Анастасия призывает новое руководство Минобороны совместно с ФСБ усилить работу по противодействию такой вербовке россиян, заняться чёткой работой с семьями военнопленных. При этом нужна поддержка государства и его заинтересованность.
Бюрократия убивает инженерный фронт
Среди острых вопросов остаётся нехватка современных технических средств, беспилотников, средств РЭБ и общего переоснащения армии. О причинах и следствиях рассказали авторы телеграм-канала «Полидрон 17».
«Мы теряем паритет в войне дронов. Процесс начался больше двух лет назад, когда мы сами заложили основы этих потерь, сделав упор на монополизации, стандартизации и упрощении. Есть много гипотез, почему противник быстро перестроился, а мы нет. Озвучу одну: у противника возраст лиц, принимающих решения, от 35 до 55 лет. Им проще понять разницу между смартфоном и радиостанцией. Им проще создать целый проектный офис с функцией акселерации процессов, проще реализовать матричную структуру управления. Причём сделать это не на словах или в одной отдельно взятой корпорации, а ввести повсеместно без всяких „островков безопасности‟ для высших чинов.
А у нас случились монополизация, стандартизация и упрощение. И нас догнали последствия. Мы потеряли инженерную школу. Появились аффилированные компании, которым передали финансирование и заказы. Все энтузиасты, кто мог на начальном этапе СВО встроиться в систему и начать делать новое технологическое чудо-оружие, был брошен, оставлен без денег и вынужден уйти из отрасли. Кто на войну, кто в бизнес, кто обратно к себе на работу. Народный инженерный фронт, который стихийно сложился в первые месяцы войны, сейчас схлопнулся из-за отсутствия денег и поддержки.
С каждым новым дроном, что приезжает к нам на рефакторинг, мы видим, как у противника расширяется многообразие решений. По культуре сборки, по почерку видно, что эти изделия собираются разными артелями. На той стороне производителей так много, что речи не идёт о какой-то стандартизации.
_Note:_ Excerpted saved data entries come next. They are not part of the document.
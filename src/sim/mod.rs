//! Deterministic simulation module
//!
//! All gameplay logic lives here. This module must be pure and deterministic:
//! - Fixed timestep only
//! - Seeded RNG only
//! - Stable iteration order (insertion order of entity lists)
//! - No rendering or platform dependencies

pub mod breaker;
pub mod clock;
pub mod events;
pub mod geom;
pub mod input;
pub mod particles;
pub mod phase;
pub mod serpent;

pub use breaker::BreakerSession;
pub use clock::FixedTimestep;
pub use events::{EffectKind, GameEvent, ParticleRequest};
pub use geom::Rect;
pub use input::{Direction, TickInput};
pub use particles::{Particle, ParticleSystem};
pub use phase::GamePhase;
pub use serpent::SerpentSession;
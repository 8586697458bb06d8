//! The player's paddle

use serde::{Deserialize, Serialize};

use crate::sim::geom::Rect;
use crate::consts::breaker::*;

#[derive(Debug, Clone, Serialize, Deserialize)]
pub struct Paddle {
    pub rect: Rect,
    /// Seconds of extension left; 0 when at normal width
    pub extend_timer: f32,
}

impl Default for Paddle {
    fn default() -> Self {
        Self {
            rect: Rect::new(
                SCREEN_WIDTH / 2.0 - PADDLE_WIDTH / 2.0,
                SCREEN_HEIGHT - PADDLE_HEIGHT - PADDLE_BOTTOM_GAP,
                PADDLE_WIDTH,
                PADDLE_HEIGHT,
            ),
            extend_timer: 0.0,
        }
    }
}

impl Paddle {
    pub fn reset(&mut self) {
        *self = Self::default();
    }

    #[inline]
    pub fn width(&self) -> f32 {
        self.rect.w
    }

    pub fn is_extended(&self) -> bool {
        self.extend_timer > 0.0
    }

    /// Move from pointer and keyboard input, keep on screen, tick the
    /// extension timer.
    pub fn update(&mut self, pointer_x: Option<f32>, axis: i8, dt: f32) {
        if let Some(x) = pointer_x {
            self.rect.set_center_x(x);
        }
        self.rect.x += f32::from(axis.signum()) * PADDLE_SPEED;
        self.rect.clamp_x(0.0, SCREEN_WIDTH);

        if self.extend_timer > 0.0 {
            self.extend_timer -= dt;
            if self.extend_timer <= 0.0 {
                self.extend_timer = 0.0;
                self.rect.set_width_centered(PADDLE_WIDTH);
                self.rect.clamp_x(0.0, SCREEN_WIDTH);
            }
        }
    }

    /// Widen for `duration` seconds (refreshes the timer if already wide)
    pub fn extend(&mut self, duration: f32) {
        self.extend_timer = duration;
        self.rect.set_width_centered(PADDLE_EXTENDED_WIDTH);
        self.rect.clamp_x(0.0, SCREEN_WIDTH);
    }
}
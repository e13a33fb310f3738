use log::debug;

// Helper method for parsing tags
pub fn parse_tags(tags: Option<String>) -> Vec<String> {
    tags.map(|t| {
        t.split(',')
            .map(|s| s.trim().to_string())
            .filter(|s| !s.is_empty())
            .collect()
    })
    .unwrap_or_default()
}

/// Takes the first `max_chars` characters of `text`, or the whole text if
/// shorter. Counted in chars so multibyte input never splits a code point.
pub fn abstract_of(text: &str, max_chars: usize) -> String {
    text.chars().take(max_chars).collect()
}

/// One-line preview for list rendering: truncated to `max_chars` with an
/// ellipsis marker when anything was cut.
pub fn preview_of(text: &str, max_chars: usize) -> String {
    let flat = text.split_whitespace().collect::<Vec<_>>().join(" ");
    if flat.chars().count() <= max_chars {
        flat
    } else {
        debug!("Truncating preview to {} chars", max_chars);
        format!("{}...", abstract_of(&flat, max_chars))
    }
}
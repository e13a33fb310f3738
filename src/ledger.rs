//! Cosmetic token ledger, durable across invocations.
//!
//! The balance is a demo affordance mirrored nowhere on the backend; it is
//! debited by a fixed cost whenever a churn response reports AI usage, and
//! topped up on request. The stored balance is always clamped to >= 0.

use std::{
    fs,
    io::Write,
    path::{Path, PathBuf},
};

use log::{debug, info, warn};
use serde::{Deserialize, Serialize};
use tempfile::NamedTempFile;

use crate::{ChurnError, Result};

/// On-disk shape of the ledger: two fixed keys.
#[derive(Debug, Clone, Default, Serialize, Deserialize)]
#[serde(default)]
struct LedgerFile {
    balance: f64,
    used: f64,
}

/// File-backed token balance and cumulative spend counter
pub struct TokenLedger {
    path: PathBuf,
    state: LedgerFile,
}

impl TokenLedger {
    /// Opens the ledger at `path`, defaulting both counters to 0 when the
    /// file is missing or unreadable.
    pub fn open(path: PathBuf) -> Result<Self> {
        let state = match fs::read_to_string(&path) {
            Ok(content) => match serde_json::from_str(&content) {
                Ok(state) => state,
                Err(e) => {
                    warn!("Ledger file {} is corrupt ({}), resetting", path.display(), e);
                    LedgerFile::default()
                }
            },
            Err(_) => {
                debug!("No ledger file at {}, starting at zero", path.display());
                LedgerFile::default()
            }
        };
        Ok(TokenLedger { path, state })
    }

    pub fn balance(&self) -> f64 {
        self.state.balance
    }

    /// Total tokens ever debited for AI answers
    pub fn used(&self) -> f64 {
        self.state.used
    }

    /// Stores `max(0, v)` and persists.
    pub fn set_balance(&mut self, v: f64) -> Result<()> {
        self.state.balance = v.max(0.0);
        self.persist()
    }

    pub fn add(&mut self, v: f64) -> Result<()> {
        info!("Crediting {:.2} tokens", v);
        let balance = self.state.balance;
        self.set_balance(balance + v)
    }

    /// Debits `v` tokens (floored at zero) and accrues the used counter.
    pub fn spend(&mut self, v: f64) -> Result<()> {
        info!("Debiting {:.2} tokens", v);
        self.state.used += v;
        let balance = self.state.balance;
        self.set_balance(balance - v)
    }

    /// Writes the ledger atomically: temp file in the same directory, then
    /// rename into place.
    fn persist(&self) -> Result<()> {
        let dir = self.path.parent().unwrap_or_else(|| Path::new("."));
        if !dir.exists() {
            fs::create_dir_all(dir).map_err(|_| ChurnError::DirectoryError {
                path: dir.to_path_buf(),
            })?;
        }

        let mut temp_file = NamedTempFile::new_in(dir)?;
        let json = serde_json::to_string_pretty(&self.state)?;
        temp_file.write_all(json.as_bytes())?;
        temp_file
            .persist(&self.path)
            .map_err(|e| ChurnError::Io(e.error))?;

        debug!("Ledger persisted to {}", self.path.display());
        Ok(())
    }
}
Видно, что компетенции новой технологической войны там берегут, выращивают и привлекают из-за рубежа.
Оторванность источника средств от тех, кем и для кого делаются дроны, ставит крест на всей затее. Основные деньги получат профессиональные получатели грантов и на этом всё. Важно не что ты делаешь, а чтобы твой проект понравился грантодателям».
И похоже, что информацию об этих проблемах наверх не доносит никто: ни командиры, ни «свои» военкоры.